%%

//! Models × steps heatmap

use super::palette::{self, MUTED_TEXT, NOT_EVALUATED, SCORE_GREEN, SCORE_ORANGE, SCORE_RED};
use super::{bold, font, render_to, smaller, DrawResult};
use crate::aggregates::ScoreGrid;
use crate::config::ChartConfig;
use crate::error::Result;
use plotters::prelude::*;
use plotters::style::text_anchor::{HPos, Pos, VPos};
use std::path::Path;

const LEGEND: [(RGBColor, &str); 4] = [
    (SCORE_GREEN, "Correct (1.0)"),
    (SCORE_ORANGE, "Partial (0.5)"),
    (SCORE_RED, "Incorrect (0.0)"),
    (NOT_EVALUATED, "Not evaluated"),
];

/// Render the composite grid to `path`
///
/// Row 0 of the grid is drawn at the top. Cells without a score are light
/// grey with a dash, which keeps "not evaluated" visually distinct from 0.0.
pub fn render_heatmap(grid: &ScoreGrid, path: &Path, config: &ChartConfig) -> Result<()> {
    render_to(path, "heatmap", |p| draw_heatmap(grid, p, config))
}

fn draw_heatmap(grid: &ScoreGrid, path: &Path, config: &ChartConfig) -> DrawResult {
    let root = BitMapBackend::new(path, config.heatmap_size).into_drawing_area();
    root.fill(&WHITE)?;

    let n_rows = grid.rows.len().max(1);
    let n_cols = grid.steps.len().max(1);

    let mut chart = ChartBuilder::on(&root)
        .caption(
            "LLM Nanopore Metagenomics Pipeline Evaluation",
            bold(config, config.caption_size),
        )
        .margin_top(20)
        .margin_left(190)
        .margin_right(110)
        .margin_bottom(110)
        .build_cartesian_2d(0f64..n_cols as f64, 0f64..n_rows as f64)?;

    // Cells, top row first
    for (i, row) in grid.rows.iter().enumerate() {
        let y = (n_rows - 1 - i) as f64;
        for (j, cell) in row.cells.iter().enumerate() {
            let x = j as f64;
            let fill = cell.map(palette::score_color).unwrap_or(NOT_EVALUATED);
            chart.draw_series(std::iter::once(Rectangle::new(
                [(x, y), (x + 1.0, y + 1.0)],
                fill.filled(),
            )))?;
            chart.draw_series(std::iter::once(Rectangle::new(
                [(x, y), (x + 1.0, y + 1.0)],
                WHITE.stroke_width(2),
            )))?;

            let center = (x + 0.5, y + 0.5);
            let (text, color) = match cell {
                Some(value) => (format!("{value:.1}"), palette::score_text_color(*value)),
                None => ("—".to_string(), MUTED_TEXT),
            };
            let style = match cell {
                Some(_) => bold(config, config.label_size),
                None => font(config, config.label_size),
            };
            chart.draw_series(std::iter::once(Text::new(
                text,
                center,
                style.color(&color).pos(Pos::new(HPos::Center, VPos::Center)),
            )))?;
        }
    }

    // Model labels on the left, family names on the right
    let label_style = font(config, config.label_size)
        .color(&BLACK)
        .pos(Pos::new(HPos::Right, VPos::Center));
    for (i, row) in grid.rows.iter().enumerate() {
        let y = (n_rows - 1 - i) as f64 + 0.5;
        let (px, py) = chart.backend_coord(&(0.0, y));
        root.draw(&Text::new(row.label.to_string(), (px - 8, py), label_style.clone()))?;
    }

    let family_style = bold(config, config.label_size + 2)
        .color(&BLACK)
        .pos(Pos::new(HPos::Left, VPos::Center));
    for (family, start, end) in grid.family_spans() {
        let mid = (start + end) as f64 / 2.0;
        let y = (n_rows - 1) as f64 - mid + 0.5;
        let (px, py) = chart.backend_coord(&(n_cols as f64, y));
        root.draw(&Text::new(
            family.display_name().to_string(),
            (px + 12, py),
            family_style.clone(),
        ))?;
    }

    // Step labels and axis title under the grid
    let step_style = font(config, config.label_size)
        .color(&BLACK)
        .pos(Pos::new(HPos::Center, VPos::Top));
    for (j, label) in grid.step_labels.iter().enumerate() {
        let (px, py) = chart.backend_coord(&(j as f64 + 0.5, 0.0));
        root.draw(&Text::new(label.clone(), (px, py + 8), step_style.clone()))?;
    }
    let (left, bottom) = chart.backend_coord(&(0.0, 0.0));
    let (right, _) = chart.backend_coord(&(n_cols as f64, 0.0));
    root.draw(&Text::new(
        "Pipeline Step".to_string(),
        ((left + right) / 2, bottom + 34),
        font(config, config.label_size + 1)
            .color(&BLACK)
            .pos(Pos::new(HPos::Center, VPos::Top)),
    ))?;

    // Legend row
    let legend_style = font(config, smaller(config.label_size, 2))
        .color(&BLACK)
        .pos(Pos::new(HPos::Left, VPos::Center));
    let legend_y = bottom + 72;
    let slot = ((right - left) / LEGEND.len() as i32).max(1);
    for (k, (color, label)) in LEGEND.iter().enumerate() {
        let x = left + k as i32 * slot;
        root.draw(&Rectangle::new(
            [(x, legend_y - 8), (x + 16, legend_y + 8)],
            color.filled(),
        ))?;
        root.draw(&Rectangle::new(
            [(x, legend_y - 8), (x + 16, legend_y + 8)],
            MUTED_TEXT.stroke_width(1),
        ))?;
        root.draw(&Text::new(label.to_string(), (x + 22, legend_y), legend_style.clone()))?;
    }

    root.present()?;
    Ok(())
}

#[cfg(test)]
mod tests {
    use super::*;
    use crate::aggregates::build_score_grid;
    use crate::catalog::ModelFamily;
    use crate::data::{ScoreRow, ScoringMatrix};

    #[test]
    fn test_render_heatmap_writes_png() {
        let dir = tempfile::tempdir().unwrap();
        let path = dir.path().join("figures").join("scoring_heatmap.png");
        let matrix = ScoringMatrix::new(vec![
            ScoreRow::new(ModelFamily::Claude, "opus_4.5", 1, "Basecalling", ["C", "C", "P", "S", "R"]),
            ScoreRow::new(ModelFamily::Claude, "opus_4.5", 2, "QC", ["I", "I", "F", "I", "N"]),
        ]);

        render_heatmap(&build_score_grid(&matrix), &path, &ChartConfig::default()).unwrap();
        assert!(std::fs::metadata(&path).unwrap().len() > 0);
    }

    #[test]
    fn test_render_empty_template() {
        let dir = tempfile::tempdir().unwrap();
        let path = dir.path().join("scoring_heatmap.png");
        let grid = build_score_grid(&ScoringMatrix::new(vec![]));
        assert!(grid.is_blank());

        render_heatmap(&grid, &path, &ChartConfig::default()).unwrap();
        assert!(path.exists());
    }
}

%%

| Work task |
Up to and including the line with "score are light", transcribe the entries above exactly, starting from their first line.

| Your response |
//! Models × steps heatmap

use super::palette::{self, MUTED_TEXT, NOT_EVALUATED, SCORE_GREEN, SCORE_ORANGE, SCORE_RED};
use super::{bold, font, render_to, smaller, DrawResult};
use crate::aggregates::ScoreGrid;
use crate::config::ChartConfig;
use crate::error::Result;
use plotters::prelude::*;
use plotters::style::text_anchor::{HPos, Pos, VPos};
use std::path::Path;

const LEGEND: [(RGBColor, &str); 4] = [
    (SCORE_GREEN, "Correct (1.0)"),
    (SCORE_ORANGE, "Partial (0.5)"),
    (SCORE_RED, "Incorrect (0.0)"),
    (NOT_EVALUATED, "Not evaluated"),
];

/// Render the composite grid to `path`
///
/// Row 0 of the grid is drawn at the top. Cells without a score are light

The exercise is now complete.